Start of SUPPLIED RECORDS
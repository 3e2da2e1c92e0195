//! Base URL resolution for short link composition.

use crate::AppError;
use axum::http::{HeaderMap, Uri, header};
use serde_json::json;

const FORWARDED_PROTO: &str = "x-forwarded-proto";
const FORWARDED_HOST: &str = "x-forwarded-host";

/// Resolves the prefix that short URLs are composed with.
///
/// A configured override always wins. Otherwise the prefix is derived from the
/// inbound request:
///
/// - scheme from `X-Forwarded-Proto`, then the request URI, default `http`
/// - host from `X-Forwarded-Host`, then `Host`, then the URI authority
///
/// HTTP/2 clients send the authority in the URI instead of a `Host` header.
/// The host keeps its port.
///
/// # Errors
///
/// Returns [`AppError::Validation`] if no override is configured and the
/// request names no host at all.
///
/// # Examples
///
/// ```ignore
/// let mut headers = HeaderMap::new();
/// headers.insert(header::HOST, "localhost:4000".parse().unwrap());
/// let uri = Uri::from_static("/api/links");
///
/// assert_eq!(resolve_base_url(None, &headers, &uri).unwrap(), "http://localhost:4000");
/// assert_eq!(resolve_base_url(Some("https://s.io/"), &headers, &uri).unwrap(), "https://s.io");
/// ```
pub fn resolve_base_url(
    configured: Option<&str>,
    headers: &HeaderMap,
    uri: &Uri,
) -> Result<String, AppError> {
    if let Some(base) = configured {
        return Ok(base.trim_end_matches('/').to_string());
    }

    let scheme = first_value(headers, FORWARDED_PROTO)
        .or_else(|| uri.scheme_str())
        .filter(|proto| matches!(*proto, "http" | "https"))
        .unwrap_or("http");

    let host = first_value(headers, FORWARDED_HOST)
        .or_else(|| first_value(headers, header::HOST.as_str()))
        .or_else(|| uri.authority().map(|a| a.as_str()))
        .ok_or_else(|| AppError::bad_request("Missing Host header", json!({})))?;

    Ok(format!("{scheme}://{host}"))
}

/// Composes a short URL from a base prefix and a code.
pub fn short_url(base: &str, code: &str) -> String {
    format!("{}/{}", base.trim_end_matches('/'), code)
}

/// First comma-separated, trimmed value of a header, if it is valid UTF-8.
fn first_value<'a>(headers: &'a HeaderMap, name: &str) -> Option<&'a str> {
    headers
        .get(name)?
        .to_str()
        .ok()?
        .split(',')
        .next()
        .map(str::trim)
        .filter(|v| !v.is_empty())
}
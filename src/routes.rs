//! Top-level router configuration.
//!
//! # Route Structure
//!
//! - `GET  /healthz`     - Store reachability check
//! - `/api/links*`       - Link management API
//! - `GET  /{code}`      - Short link redirect
//!
//! `/{code}` is the fallback for every single-segment path, so `GET /api`
//! and similar collide with it; the link service treats those names as
//! reserved and answers 404.
//!
//! # Middleware
//!
//! - **Tracing** - Structured request/response logging
//! - **CORS** - Configurable allowed origins
//! - **Path normalization** - Trailing slash handling

use crate::api;
use crate::api::handlers::{health_handler, redirect_handler};
use crate::api::middleware::tracing;
use crate::state::AppState;
use axum::Router;
use axum::routing::get;
use tower::Layer;
use tower_http::cors::CorsLayer;
use tower_http::normalize_path::{NormalizePath, NormalizePathLayer};

/// Constructs the application router with all routes and middleware.
///
/// # Arguments
///
/// - `state` - shared application state injected into all handlers
/// - `cors` - CORS policy, see [`crate::api::middleware::cors::layer`]
pub fn app_router(state: AppState, cors: CorsLayer) -> NormalizePath<Router> {
    let router = Router::new()
        .route("/healthz", get(health_handler))
        .route("/{code}", get(redirect_handler))
        .nest("/api", api::routes::link_routes())
        .with_state(state)
        .layer(cors)
        .layer(tracing::layer());

    NormalizePathLayer::trim_trailing_slash().layer(router)
}
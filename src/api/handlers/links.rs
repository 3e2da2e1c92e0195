//! Handlers for link management endpoints (create, list, show, delete).

use axum::{
    Json,
    extract::{Path, State, rejection::JsonRejection},
    http::{HeaderMap, StatusCode, Uri},
};

use crate::api::dto::link::{CreateLinkRequest, CreateLinkResponse, LinkResponse, OkResponse};
use crate::error::AppError;
use crate::state::AppState;
use crate::utils::base_url::{resolve_base_url, short_url};

/// Creates a short link.
///
/// # Endpoint
///
/// `POST /api/links`
///
/// # Request Body
///
/// ```json
/// { "url": "https://example.com/hello", "code": "testA1" }
/// ```
///
/// `code` is optional; a random 6-8 character code is generated when absent.
///
/// # Response
///
/// `201 Created`
///
/// ```json
/// { "code": "testA1", "url": "https://example.com/hello", "shortUrl": "http://localhost:4000/testA1" }
/// ```
///
/// # Errors
///
/// Returns 400 Bad Request for an unreadable body, or an invalid URL or code
/// (wrong JSON type included).
/// Returns 409 Conflict if the code is already taken.
pub async fn create_link_handler(
    State(state): State<AppState>,
    headers: HeaderMap,
    uri: Uri,
    payload: Result<Json<CreateLinkRequest>, JsonRejection>,
) -> Result<(StatusCode, Json<CreateLinkResponse>), AppError> {
    let Json(payload) = payload?;
    let input = payload.into_input()?;

    let base = resolve_base_url(state.base_url.as_deref(), &headers, &uri)?;

    let link = state
        .link_service
        .create_link(&input.url, input.code.as_deref())
        .await?;

    let short_url = short_url(&base, &link.code);

    Ok((
        StatusCode::CREATED,
        Json(CreateLinkResponse {
            code: link.code,
            url: link.url,
            short_url,
        }),
    ))
}

/// Lists all links, newest first.
///
/// # Endpoint
///
/// `GET /api/links`
pub async fn list_links_handler(
    State(state): State<AppState>,
    headers: HeaderMap,
    uri: Uri,
) -> Result<Json<Vec<LinkResponse>>, AppError> {
    let base = resolve_base_url(state.base_url.as_deref(), &headers, &uri)?;

    let links = state.link_service.list_links().await?;

    Ok(Json(
        links
            .into_iter()
            .map(|link| {
                let short_url = short_url(&base, &link.code);
                LinkResponse::from_link(link, short_url)
            })
            .collect(),
    ))
}

/// Returns one link with its click statistics.
///
/// # Endpoint
///
/// `GET /api/links/{code}`
///
/// # Errors
///
/// Returns 404 Not Found if the code doesn't exist.
pub async fn get_link_handler(
    Path(code): Path<String>,
    State(state): State<AppState>,
    headers: HeaderMap,
    uri: Uri,
) -> Result<Json<LinkResponse>, AppError> {
    let base = resolve_base_url(state.base_url.as_deref(), &headers, &uri)?;

    let link = state.link_service.get_link(&code).await?;
    let short_url = short_url(&base, &link.code);

    Ok(Json(LinkResponse::from_link(link, short_url)))
}

/// Deletes a link permanently.
///
/// # Endpoint
///
/// `DELETE /api/links/{code}`
///
/// Subsequent redirects for this code return 404.
///
/// # Errors
///
/// Returns 404 Not Found if the code doesn't exist or was already deleted.
pub async fn delete_link_handler(
    Path(code): Path<String>,
    State(state): State<AppState>,
) -> Result<Json<OkResponse>, AppError> {
    state.link_service.delete_link(&code).await?;

    Ok(Json(OkResponse { ok: true }))
}
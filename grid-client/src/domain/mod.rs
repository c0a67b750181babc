pub mod geojson;
pub mod meter;
pub mod substation;
pub mod switch;

pub use geojson::{Coordinates, Feature, FeatureCollection, Geometry};
pub use meter::{CustomerMeter, MeterLocation, MeterRecord};
pub use substation::SubstationInfo;
pub use switch::DisconnectSwitch;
End of SUPPLIED RECORDS
In full and word for word, reproduce the data above.

repository 3e2da2e1c92e0195
//! Base URL resolution for short link composition.

use crate::AppError;
use axum::http::{HeaderMap, Uri, header};
use serde_json::json;

const FORWARDED_PROTO: &str = "x-forwarded-proto";
const FORWARDED_HOST: &str = "x-forwarded-host";

/// Resolves the prefix that short URLs are composed with.
///
/// A configured override always wins. Otherwise the prefix is derived from the
/// inbound request:
///
/// - scheme from `X-Forwarded-Proto`, then the request URI, default `http`
/// - host from `X-Forwarded-Host`, then `Host`, then the URI authority
///
/// HTTP/2 clients send the authority in the URI instead of a `Host` header.
/// The host keeps its port.
///
/// # Errors
///
/// Returns [`AppError::Validation`] if no override is configured and the
/// request names no host at all.
///
/// # Examples
///
/// ```ignore
/// let mut headers = HeaderMap::new();
/// headers.insert(header::HOST, "localhost:4000".parse().unwrap());
/// let uri = Uri::from_static("/api/links");
///
/// assert_eq!(resolve_base_url(None, &headers, &uri).unwrap(), "http://localhost:4000");
/// assert_eq!(resolve_base_url(Some("https://s.io/"), &headers, &uri).unwrap(), "https://s.io");
/// ```
pub fn resolve_base_url(
    configured: Option<&str>,
    headers: &HeaderMap,
    uri: &Uri,
) -> Result<String, AppError> {
    if let Some(base) = configured {
        return Ok(base.trim_end_matches('/').to_string());
    }

    let scheme = first_value(headers, FORWARDED_PROTO)
        .or_else(|| uri.scheme_str())
        .filter(|proto| matches!(*proto, "http" | "https"))
        .unwrap_or("http");

    let host = first_value(headers, FORWARDED_HOST)
        .or_else(|| first_value(headers, header::HOST.as_str()))
        .or_else(|| uri.authority().map(|a| a.as_str()))
        .ok_or_else(|| AppError::bad_request("Missing Host header", json!({})))?;

    Ok(format!("{scheme}://{host}"))
}

/// Composes a short URL from a base prefix and a code.
pub fn short_url(base: &str, code: &str) -> String {
    format!("{}/{}", base.trim_end_matches('/'), code)
}

/// First comma-separated, trimmed value of a header, if it is valid UTF-8.
fn first_value<'a>(headers: &'a HeaderMap, name: &str) -> Option<&'a str> {
    headers
        .get(name)?
        .to_str()
        .ok()?
        .split(',')
        .next()
        .map(str::trim)
        .filter(|v| !v.is_empty())
}
filename src/routes.rs
//! Top-level router configuration.
//!
//! # Route Structure
//!
//! - `GET  /healthz`     - Store reachability check
//! - `/api/links*`       - Link management API
//! - `GET  /{code}`      - Short link redirect
//!
//! `/{code}` is the fallback for every single-segment path, so `GET /api`
//! and similar collide with it; the link service treats those names as
//! reserved and answers 404.
//!
//! # Middleware
//!
//! - **Tracing** - Structured request/response logging
//! - **CORS** - Configurable allowed origins
//! - **Path normalization** - Trailing slash handling

use crate::api;
use crate::api::handlers::{health_handler, redirect_handler};
use crate::api::middleware::tracing;
use crate::state::AppState;
use axum::Router;
use axum::routing::get;
use tower::Layer;
use tower_http::cors::CorsLayer;
use tower_http::normalize_path::{NormalizePath, NormalizePathLayer};

/// Constructs the application router with all routes and middleware.
///
/// # Arguments
///
/// - `state` - shared application state injected into all handlers
/// - `cors` - CORS policy, see [`crate::api::middleware::cors::layer`]
pub fn app_router(state: AppState, cors: CorsLayer) -> NormalizePath<Router> {
    let router = Router::new()
        .route("/healthz", get(health_handler))
        .route("/{code}", get(redirect_handler))
        .nest("/api", api::routes::link_routes())
        .with_state(state)
        .layer(cors)
        .layer(tracing::layer());

    NormalizePathLayer::trim_trailing_slash().layer(router)
}
filename src/api/handlers/links.rs
repository 3e2da2e1c92e0195
//! Handlers for link management endpoints (create, list, show, delete).

use axum::{
    Json,
    extract::{Path, State, rejection::JsonRejection},
    http::{HeaderMap, StatusCode, Uri},
};

use crate::api::dto::link::{CreateLinkRequest, CreateLinkResponse, LinkResponse, OkResponse};
use crate::error::AppError;
use crate::state::AppState;
use crate::utils::base_url::{resolve_base_url, short_url};

/// Creates a short link.
///
/// # Endpoint
///
/// `POST /api/links`
///
/// # Request Body
///
/// ```json
/// { "url": "https://example.com/hello", "code": "testA1" }
/// ```
///
/// `code` is optional; a random 6-8 character code is generated when absent.
///
/// # Response
///
/// `201 Created`
///
/// ```json
/// { "code": "testA1", "url": "https://example.com/hello", "shortUrl": "http://localhost:4000/testA1" }
/// ```
///
/// # Errors
///
/// Returns 400 Bad Request for an unreadable body, or an invalid URL or code
/// (wrong JSON type included).
/// Returns 409 Conflict if the code is already taken.
pub async fn create_link_handler(
    State(state): State<AppState>,
    headers: HeaderMap,
    uri: Uri,
    payload: Result<Json<CreateLinkRequest>, JsonRejection>,
) -> Result<(StatusCode, Json<CreateLinkResponse>), AppError> {
    let Json(payload) = payload?;
    let input = payload.into_input()?;

    let base = resolve_base_url(state.base_url.as_deref(), &headers, &uri)?;

    let link = state
        .link_service
        .create_link(&input.url, input.code.as_deref())
        .await?;

    let short_url = short_url(&base, &link.code);

    Ok((
        StatusCode::CREATED,
        Json(CreateLinkResponse {
            code: link.code,
            url: link.url,
            short_url,
        }),
    ))
}

/// Lists all links, newest first.
///
/// # Endpoint
///
/// `GET /api/links`
pub async fn list_links_handler(
    State(state): State<AppState>,
    headers: HeaderMap,
    uri: Uri,
) -> Result<Json<Vec<LinkResponse>>, AppError> {
    let base = resolve_base_url(state.base_url.as_deref(), &headers, &uri)?;

    let links = state.link_service.list_links().await?;

    Ok(Json(
        links
            .into_iter()
            .map(|link| {
                let short_url = short_url(&base, &link.code);
                LinkResponse::from_link(link, short_url)
            })
            .collect(),
    ))
}

/// Returns one link with its click statistics.
///
/// # Endpoint
///
/// `GET /api/links/{code}`
///
/// # Errors
///
/// Returns 404 Not Found if the code doesn't exist.
pub async fn get_link_handler(
    Path(code): Path<String>,
    State(state): State<AppState>,
    headers: HeaderMap,
    uri: Uri,
) -> Result<Json<LinkResponse>, AppError> {
    let base = resolve_base_url(state.base_url.as_deref(), &headers, &uri)?;

    let link = state.link_service.get_link(&code).await?;
    let short_url = short_url(&base, &link.code);

    Ok(Json(LinkResponse::from_link(link, short_url)))
}

/// Deletes a link permanently.
///
/// # Endpoint
///
/// `DELETE /api/links/{code}`
///
/// Subsequent redirects for this code return 404.
///
/// # Errors
///
/// Returns 404 Not Found if the code doesn't exist or was already deleted.
pub async fn delete_link_handler(
    Path(code): Path<String>,
    State(state): State<AppState>,
) -> Result<Json<OkResponse>, AppError> {
    state.link_service.delete_link(&code).await?;

    Ok(Json(OkResponse { ok: true }))
}
filename grid-client/src/domain/mod.rs
repository c0a67b750181babc
pub mod geojson;
pub mod meter;
pub mod substation;
pub mod switch;

pub use geojson::{Coordinates, Feature, FeatureCollection, Geometry};
pub use meter::{CustomerMeter, MeterLocation, MeterRecord};
pub use substation::SubstationInfo;
pub use switch::DisconnectSwitch;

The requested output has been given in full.